Terapie testate su animali: soltanto il 5% raggiunge l’approvazione per l’uomo

Uno su venti ce la fa. Secondo uno studio, pubblicato sulla rivista Plos Biology, soltanto il cinque per cento delle terapie testate sugli animali raggiunge l’approvazione per l’uso umano.
Sebbene la metà dei lavori compia il passaggio nella sperimentazione sull’uomo, viene rilevato comunque un notevole calo prima dell’approvazione finale del candidato farmaco.
Percentuale minoritaria
Il lavoro, coordinato da Benjamin Ineichen dell’Università di Zurigo, si è basato su una meta-analisi di 122 revisioni sistematiche che valutavano la traslazione delle terapie dagli animali agli esseri umani.
Gli esperti hanno registrato quante terapie avanzassero a qualsiasi studio umano, a una sperimentazione clinica e all’approvazione da parte delle agenzie regolatorie, oltre a esaminare la coerenza tra i risultati degli studi sugli animali e quelli umani.

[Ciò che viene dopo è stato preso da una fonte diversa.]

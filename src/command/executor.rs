use crate::error::{ToolError, ToolResult};
use crate::security::{GuardedPath, Program, ValidatedCommand};
use crate::text::head_chars;
use std::fmt;
use std::path::Path;
use std::process::{Output, Stdio};
use std::time::Duration;
use tokio::process::Command;

/// Default deadline for one external command
pub const DEFAULT_COMMAND_TIMEOUT: Duration = Duration::from_secs(180);

/// Default bound on the combined stdout/stderr text returned to the caller
pub const DEFAULT_MAX_OUTPUT_CHARS: usize = 15_000;

/// Result of running an allowlisted command
#[derive(Debug, Clone, PartialEq, Eq)]
pub struct CommandOutput {
    pub command_line: String,
    /// Combined stdout and stderr, trimmed and bounded
    pub output: String,
    pub exit_code: Option<i32>,
    pub success: bool,
    pub truncated: bool,
}

impl fmt::Display for CommandOutput {
    fn fmt(&self, f: &mut fmt::Formatter<'_>) -> fmt::Result {
        if !self.success {
            match self.exit_code {
                Some(code) => writeln!(f, "[exit code {}]", code)?,
                None => writeln!(f, "[terminated by signal]")?,
            }
        }

        if self.output.is_empty() {
            f.write_str("(no output)")?;
        } else {
            f.write_str(&self.output)?;
        }

        if self.truncated {
            f.write_str("\n… (truncated)")?;
        }
        Ok(())
    }
}

/// Runs allowlisted commands without a shell, under a hard deadline
///
/// When the deadline passes the child is killed and reaped by the runtime; no
/// partially-run process outlives the call.
#[derive(Debug, Clone)]
pub struct CommandRunner {
    timeout: Duration,
    max_output_chars: usize,
}

impl CommandRunner {
    pub fn new(timeout: Duration, max_output_chars: usize) -> Self {
        Self {
            timeout,
            max_output_chars,
        }
    }

    /// Run a validated command in `cwd`
    ///
    /// Launch failures, timeouts and OS errors come back as
    /// [`ToolError::ExecutionFailure`]. A non-zero exit status is not an error; it
    /// is reported in the returned [`CommandOutput`].
    pub async fn run(
        &self,
        command: &ValidatedCommand,
        cwd: &GuardedPath,
    ) -> ToolResult<CommandOutput> {
        cwd.require_dir()?;

        let mut process = Command::new(command.program.executable());
        process.args(&command.args);
        if command.program == Program::Git {
            // Never block on a credential prompt or an interactive editor
            process
                .env("GIT_TERMINAL_PROMPT", "0")
                .env("GIT_EDITOR", "true");
        }

        self.execute(process, &command.command_line(), cwd.path()).await
    }

    async fn execute(
        &self,
        mut process: Command,
        command_line: &str,
        cwd: &Path,
    ) -> ToolResult<CommandOutput> {
        process
            .current_dir(cwd)
            .stdin(Stdio::null())
            .kill_on_drop(true);

        tracing::debug!(command = command_line, cwd = %cwd.display(), "running command");

        let output = match tokio::time::timeout(self.timeout, process.output()).await {
            Ok(Ok(output)) => output,
            Ok(Err(e)) => {
                return Err(ToolError::ExecutionFailure(format!(
                    "failed to run '{}': {}",
                    command_line, e
                )));
            }
            Err(_) => {
                tracing::warn!(command = command_line, "command timed out; child killed");
                return Err(ToolError::ExecutionFailure(format!(
                    "'{}' timed out after {}s",
                    command_line,
                    self.timeout.as_secs_f64()
                )));
            }
        };

        Ok(self.process_output(output, command_line))
    }

    /// Process command output into CommandOutput struct
    fn process_output(&self, output: Output, command_line: &str) -> CommandOutput {
        let mut combined = String::from_utf8_lossy(&output.stdout).into_owned();
        if !output.stderr.is_empty() {
            combined.push('\n');
            combined.push_str(&String::from_utf8_lossy(&output.stderr));
        }

        let trimmed = combined.trim();
        let bounded = head_chars(trimmed, self.max_output_chars);

        CommandOutput {
            command_line: command_line.to_string(),
            output: bounded.to_string(),
            exit_code: output.status.code(),
            success: output.status.success(),
            truncated: bounded.len() < trimmed.len(),
        }
    }
}

impl Default for CommandRunner {
    fn default() -> Self {
        Self::new(DEFAULT_COMMAND_TIMEOUT, DEFAULT_MAX_OUTPUT_CHARS)
    }
}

È stato così evidenziato che, di 367 interventi terapeutici testati su 54 malattie umane, la metà è passata dagli studi sugli animali a quelli sugli esseri umani, il quaranta per cento agli studi clinici randomizzati e solo il cinque per cento ha ottenuto l’approvazione regolatoria.
Probabili carenze nella progettazione
La meta-analisi ha inoltre rilevato un alto tasso (pari all’86 per cento) di allineamento tra studi sugli animali e sugli umani.
Inoltre i periodi di tempo medi per raggiungere le diverse fasi sono risultati di cinque anni per qualsiasi studio umano, sette per le sperimentazioni cliniche randomizzate e dieci anni per l’approvazione regolatoria.
Il basso tasso di approvazione finale suggerisce che potrebbero esserci carenze da affrontare nella progettazione sia degli studi sugli animali sia di quelli clinici iniziali.